The industrious Stan Nangle of The Greens was disappointed to garner only 187 first preferences, but he suffered from his party’s national dive in popularity. There was sympathy also for outgoing Independent James McCartan who only got 136 first preferences, despite having worked diligently on the town’s behalf as a Council member.

Poll-topper “humbled”

The performance of Joe Conway in retaining his seat by comfortably heading the poll (657) – he was also elected to the County Council – can only be described as exceptional. Although the Longford native and retired school principal has lived in Tramore for 23 years, he said afterwards that the level of support he received disproved the theory among some that “outsiders” found it difficult to gain acceptance in the resort.

“I find it genuinely humbling that so many people voted for me”, he commented, adding his heartfelt thanks for the faith they placed in him.

Plenty time

A delighted Tom Raine, the would-be jockey who returned to his studies and completes his Leaving on Wednesday of next week, quashed any doubts as to how he would find time for politics as he is due to undertake a Business Studies course in WIT next September.

“I will probably have more time than those others on the Council who are holding down jobs”, he pointed out.

His initial target as a councillor is to do all he can to help boost tourism and the jobs that industry creates in the resort.

As for longer term ambitions, he said his plan was to see how things worked out with the Town Council and then decide whether he wanted to push further into the political arena.


Blaise Hannigan, delighted to be returned as a Town Councillor and, having sought a County Council seat also, reasonably pleased with his showing in that election (478 first preferences), said he had nevertheless learned some lessons.

Among them were that he should stop hiding his light behind a bushel and highlight through the media his work for the electorate and his achievements, like others were doing.

As for thoughts of what would have happened if he ran under the FF banner, he said he did not even want to talk about that. “Good luck to anyone involved with the party but from here on in I’m an Independent and that’s the way I’ll stay”, he promised.

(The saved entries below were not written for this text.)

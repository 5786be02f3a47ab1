//! # Snapshot Testing Support
//!
//! Utilities for inspecting token trees in tests and from the CLI.
//!
//! ## Modules
//!
//! - **`dump`**: renders a tree as an indented listing (for `insta`
//!   snapshots and `bbweave --to tree`) or as a one-line outline (for
//!   compact `assert_eq!` checks)
//! - **`invariants`**: runtime checks for tree correctness (leaf tokens
//!   have no children, only registered tags stay open, no block tag under an
//!   inline one after repair)

pub mod dump;
pub mod invariants;

pub use dump::{dump, outline};
pub use invariants::{check as invariants, check_repaired};
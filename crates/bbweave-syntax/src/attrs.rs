//! Attribute scanning for open tags.
//!
//! An open tag's attribute section comes in two shapes:
//!
//! - `[url=http://example.com]` - a single default value, stored under
//!   [`DEFAULT_ATTR`]
//! - `[quote author="a b" date=123]` - `name=value` pairs, where a value is
//!   either quoted (`"` or `'`, with `\` escaping the quote) or a bare run
//!   that stops where the next `name=` begins
//!
//! Both can be mixed: `[img=100x80 alt="x"]` yields `defaultattr`, then `alt`.
//! Anything that does not fit the grammar is skipped; scanning never fails.

use crate::cursor::Cursor;

/// Key holding the `[tag=value]` shorthand value.
pub const DEFAULT_ATTR: &str = "defaultattr";

/// Insertion-ordered attribute map.
///
/// Serialization emits attributes in the order they were written, so this is
/// a small vector rather than a hash map. Tags rarely carry more than a
/// handful of attributes.
#[derive(Debug, Clone, Default, PartialEq, Eq)]
pub struct Attrs(Vec<(String, String)>);

impl Attrs {
    pub fn new() -> Self {
        Self::default()
    }

    pub fn get(&self, key: &str) -> Option<&str> {
        self.0
            .iter()
            .find(|(k, _)| k == key)
            .map(|(_, v)| v.as_str())
    }

    /// The `[tag=value]` shorthand value, if any.
    pub fn default_attr(&self) -> Option<&str> {
        self.get(DEFAULT_ATTR)
    }

    /// Insert a value, replacing an existing key in place.
    pub fn insert(&mut self, key: impl Into<String>, value: impl Into<String>) {
        let key = key.into();
        let value = value.into();
        match self.0.iter_mut().find(|(k, _)| *k == key) {
            Some(slot) => slot.1 = value,
            None => self.0.push((key, value)),
        }
    }

    pub fn remove(&mut self, key: &str) -> Option<String> {
        let pos = self.0.iter().position(|(k, _)| k == key)?;
        Some(self.0.remove(pos).1)
    }

    pub fn contains_key(&self, key: &str) -> bool {
        self.get(key).is_some()
    }

    pub fn iter(&self) -> impl Iterator<Item = (&str, &str)> {
        self.0.iter().map(|(k, v)| (k.as_str(), v.as_str()))
    }

    pub fn len(&self) -> usize {
        self.0.len()
    }

    pub fn is_empty(&self) -> bool {
        self.0.is_empty()
    }
}

impl<K: Into<String>, V: Into<String>> FromIterator<(K, V)> for Attrs {
    fn from_iter<T: IntoIterator<Item = (K, V)>>(iter: T) -> Self {
        let mut attrs = Attrs::new();
        for (k, v) in iter {
            attrs.insert(k, v);
        }
        attrs
    }
}

/// Parse the (already trimmed) attribute section of an open tag.
pub fn parse_attrs(section: &str) -> Attrs {
    let mut attrs = Attrs::new();

    if let Some(rest) = section.strip_prefix('=')
        && !rest.contains('=')
    {
        attrs.insert(DEFAULT_ATTR, strip_quotes(rest));
        return attrs;
    }

    let prefixed;
    let section = if section.starts_with('=') {
        prefixed = format!("{DEFAULT_ATTR}{section}");
        prefixed.as_str()
    } else {
        section
    };

    let mut cur = Cursor::at(section, 0);
    while !cur.eof() {
        let start = cur.i;
        if cur.bump_while(|c| !c.is_whitespace() && c != '=') == 0 {
            cur.bump();
            continue;
        }
        let name = &section[start..cur.i];
        if cur.peek() != Some('=') {
            continue;
        }
        cur.bump();
        if let Some(value) = scan_value(&mut cur) {
            attrs.insert(name.to_lowercase(), value);
        }
    }

    attrs
}

/// Remove backslash escapes, then one pair of matching surrounding quotes.
pub fn strip_quotes(value: &str) -> String {
    let mut unescaped = String::with_capacity(value.len());
    let mut chars = value.chars().peekable();
    while let Some(c) = chars.next() {
        if c == '\\'
            && let Some(&next) = chars.peek()
            && !is_line_terminator(next)
        {
            unescaped.push(next);
            chars.next();
        } else {
            unescaped.push(c);
        }
    }

    let quoted = unescaped.len() >= 2
        && (unescaped.starts_with('"') && unescaped.ends_with('"')
            || unescaped.starts_with('\'') && unescaped.ends_with('\''))
        && !unescaped.contains(is_line_terminator);
    if quoted {
        unescaped[1..unescaped.len() - 1].to_string()
    } else {
        unescaped
    }
}

fn is_line_terminator(c: char) -> bool {
    matches!(c, '\n' | '\r' | '\u{2028}' | '\u{2029}')
}

fn scan_value(cur: &mut Cursor<'_>) -> Option<String> {
    if let Some(quote @ ('"' | '\'')) = cur.peek()
        && let Some(close) = quoted_end(cur.rest(), quote)
    {
        let value = strip_quotes(&cur.rest()[1..close]);
        cur.i += close + 1;
        return Some(value);
    }
    scan_bare(cur)
}

/// Byte offset of the quote closing a value that starts with `quote`.
///
/// Escaped quotes are skipped. Without a plain closing quote the last escaped
/// one closes the value instead, leaving its backslash inside.
fn quoted_end(s: &str, quote: char) -> Option<usize> {
    let mut cur = Cursor::at(s, quote.len_utf8());
    let mut last_escaped = None;
    while let Some(c) = cur.peek() {
        if c == '\\' && cur.peek_second() == Some(quote) {
            cur.bump();
            last_escaped = Some(cur.i);
            cur.bump();
        } else if c == quote {
            return Some(cur.i);
        } else {
            cur.bump();
        }
    }
    last_escaped
}

/// A bare value runs up to and including the char that precedes the next
/// ` name=`, or to the end of the line.
fn scan_bare(cur: &mut Cursor<'_>) -> Option<String> {
    let s = cur.rest();
    let mut end = 0;
    for (i, c) in s.char_indices() {
        if is_line_terminator(c) {
            break;
        }
        end = i + c.len_utf8();
        if starts_next_attr(&s[end..]) {
            break;
        }
    }
    if end == 0 {
        return None;
    }
    cur.i += end;
    Some(s[..end].to_string())
}

fn starts_next_attr(s: &str) -> bool {
    let mut chars = s.chars();
    if !chars.next().is_some_and(char::is_whitespace) {
        return false;
    }
    chars
        .take_while(|c| !c.is_whitespace())
        .skip(1)
        .any(|c| c == '=')
}
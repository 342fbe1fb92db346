//! Header discovery at an unknown position.
//!
//! Every coordinate is tried in row-major order, top-left first, and the first
//! plausible header wins. Worst case is one header read per sample of the grid.

use crate::{
    BYTES_PER_PIXEL, PixelGrid, Point,
    frame::{FRAME_OVERHEAD, HEADER_LEN, HEADER_PIXELS, decode_header},
};
use std::{
    ops::Range,
    sync::atomic::{AtomicUsize, Ordering},
    thread,
};

/// Where a frame was found and what its header claims.
#[derive(Clone, Copy, Debug, PartialEq, Eq)]
pub struct Location {
    pub origin: Point,
    pub length: u32,
    pub width: u32,
}

impl Location {
    /// Bytes to unpack from `origin`: header, payload and digest.
    pub fn frame_len(&self) -> usize {
        self.length as usize + FRAME_OVERHEAD
    }
}

/// Test whether a plausible frame header starts at `(x, y)`.
///
/// A header is accepted when the magic matches, the claimed width fits in the
/// columns right of `x`, and the claimed frame fits in the rows from `y` down.
pub fn header_at(grid: &PixelGrid, x: u32, y: u32) -> Option<Location> {
    let bounds = grid.bounds();
    let columns = bounds.columns_from(x);
    if (columns as usize) < HEADER_PIXELS {
        return None;
    }

    let mut raw = [0; HEADER_LEN];
    for (idx, chunk) in raw.chunks_exact_mut(BYTES_PER_PIXEL).enumerate() {
        chunk.copy_from_slice(&grid.get(x + idx as u32, y)?.unpack());
    }

    let header = decode_header(&raw);
    if !header.is_valid_magic() || header.width > columns {
        return None;
    }

    let capacity =
        u64::from(bounds.rows_from(y)) * u64::from(header.width) * BYTES_PER_PIXEL as u64;
    if u64::from(header.length) + FRAME_OVERHEAD as u64 > capacity {
        return None;
    }

    Some(Location {
        origin: Point::new(x, y),
        length: header.length,
        width: header.width,
    })
}

/// First accepted header in row-major order, if any.
pub fn find_frame(grid: &PixelGrid) -> Option<Location> {
    let bounds = grid.bounds();
    scan_band(grid, bounds.min_y..bounds.max_y, || false)
}

/// Same result as [`find_frame`], with the rows split into contiguous bands
/// scanned on `threads` threads.
pub fn find_frame_parallel(grid: &PixelGrid, threads: usize) -> Option<Location> {
    let bounds = grid.bounds();
    let height = bounds.height() as usize;
    let threads = threads.clamp(1, height.max(1));
    if threads == 1 {
        return find_frame(grid);
    }

    let band = height.div_ceil(threads) as u32;
    // lowest band index that has produced a match so far
    let earliest = AtomicUsize::new(usize::MAX);

    thread::scope(|scope| {
        let handles: Vec<_> = (0..threads)
            .map(|idx| {
                let start = (bounds.min_y + idx as u32 * band).min(bounds.max_y);
                let end = (start + band).min(bounds.max_y);
                let earliest = &earliest;

                scope.spawn(move || {
                    let abandon = || earliest.load(Ordering::Relaxed) < idx;
                    let found = scan_band(grid, start..end, abandon);
                    if found.is_some() {
                        earliest.fetch_min(idx, Ordering::Relaxed);
                    }
                    found
                })
            })
            .collect();

        handles
            .into_iter()
            .map(|handle| handle.join().unwrap_or_else(|panic| std::panic::resume_unwind(panic)))
            .find_map(|found| found)
    })
}

fn scan_band(grid: &PixelGrid, rows: Range<u32>, abandon: impl Fn() -> bool) -> Option<Location> {
    let bounds = grid.bounds();
    for y in rows {
        if abandon() {
            return None;
        }
        for x in bounds.min_x..bounds.max_x {
            if let Some(location) = header_at(grid, x, y) {
                return Some(location);
            }
        }
    }
    None
}
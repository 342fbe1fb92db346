use crate::frame::DIGEST_LEN;
use sha2::{Digest as _, Sha256};

pub type Digest = [u8; DIGEST_LEN];

/// Fixed-size integrity fingerprint over payload bytes.
pub trait Fingerprint {
    fn fingerprint(&self, data: &[u8]) -> Digest;
}

#[derive(Clone, Copy, Debug, Default)]
pub struct Sha256Fingerprint;

impl Fingerprint for Sha256Fingerprint {
    fn fingerprint(&self, data: &[u8]) -> Digest {
        Sha256::digest(data).into()
    }
}

impl<F> Fingerprint for F
where
    F: Fn(&[u8]) -> Digest,
{
    fn fingerprint(&self, data: &[u8]) -> Digest {
        self(data)
    }
}
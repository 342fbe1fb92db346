//! Self-describing certificate frames packed into pixel rasters.
//!
//! A payload is wrapped in a [frame](frame) (magic, length, width, payload,
//! SHA-256 digest) and laid row-major into a [`PixelGrid`], three content bytes
//! per pixel. Recovery needs nothing but the pixels: the [scanner](scan) looks
//! for the frame header at every position, the frame is unpacked from there
//! and its digest is checked before the payload is handed to a parser.
//!
//! ```
//! use certembed_common::{EncodeConfig, NoText, Sha256Fingerprint, decode, encode};
//!
//! let config = EncodeConfig { width: Some(8), ..EncodeConfig::default() };
//! let canvas = encode(b"CERT", &Sha256Fingerprint, &NoText, &config)?;
//!
//! let decoded = decode(&canvas.grid, &Sha256Fingerprint, 1, |bytes| {
//!     Ok::<_, std::convert::Infallible>(bytes.len())
//! })?;
//! assert_eq!(decoded.payload, b"CERT");
//! # Ok::<(), certembed_common::EmbedError>(())
//! ```

#[macro_use]
extern crate tracing;

mod error;
mod sample;

pub mod decode;
pub mod digest;
pub mod dump;
pub mod encode;
pub mod frame;
pub mod grid;
pub mod scan;
pub mod text;
pub mod theme;

pub use decode::{Decoded, Extracted, decode, extract, extract_at, locate};
pub use digest::{Digest, Fingerprint, Sha256Fingerprint};
pub use encode::{Canvas, EncodeConfig, Placement, encode};
pub use error::EmbedError;
pub use grid::{Bounds, PixelGrid, Point};
pub use sample::{BYTES_PER_PIXEL, CHANNELS, Sample};
pub use scan::Location;
pub use text::{NoText, TextLayout};
pub use theme::{Color, Theme};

New councillor Pat Finnerty gave a similar undertaking and said he hoped to build on the base he had created to have another crack at the County Council next time around (he polled 291 first preferences in his quest for a county seat). But he was thrilled to have been elected a Town Councillor.

Fair deal

Joe O’Shea, as a councillor, aims to push for a fairer deal for Tramore. “I feel we are not getting our share from Dungarvan and as a consequence the resort is run-down and needs a facelift”, he said.

He was sorry his party colleague Gina Hutchinson Kelly was not accompanying him onto the Council and said her transfers played a major part in his election.

Gina herself was upbeat, although disappointed. Only 37, she said she was already thinking in terms of standing again in five years time. Although her defeat was “harsh” she didn’t take it personally, convinced that her lack of broad support reflected a backlash against Fianna Fail rather than anything else.


There was a big crowd in the town’s Civic Offices throughout Saturday until the final result was announced around 8 pm. The count was run in typically efficient, orderly and unfussy fashion by Town Clerk John O’Sullivan.

The turnout, for the record, was 57 pc.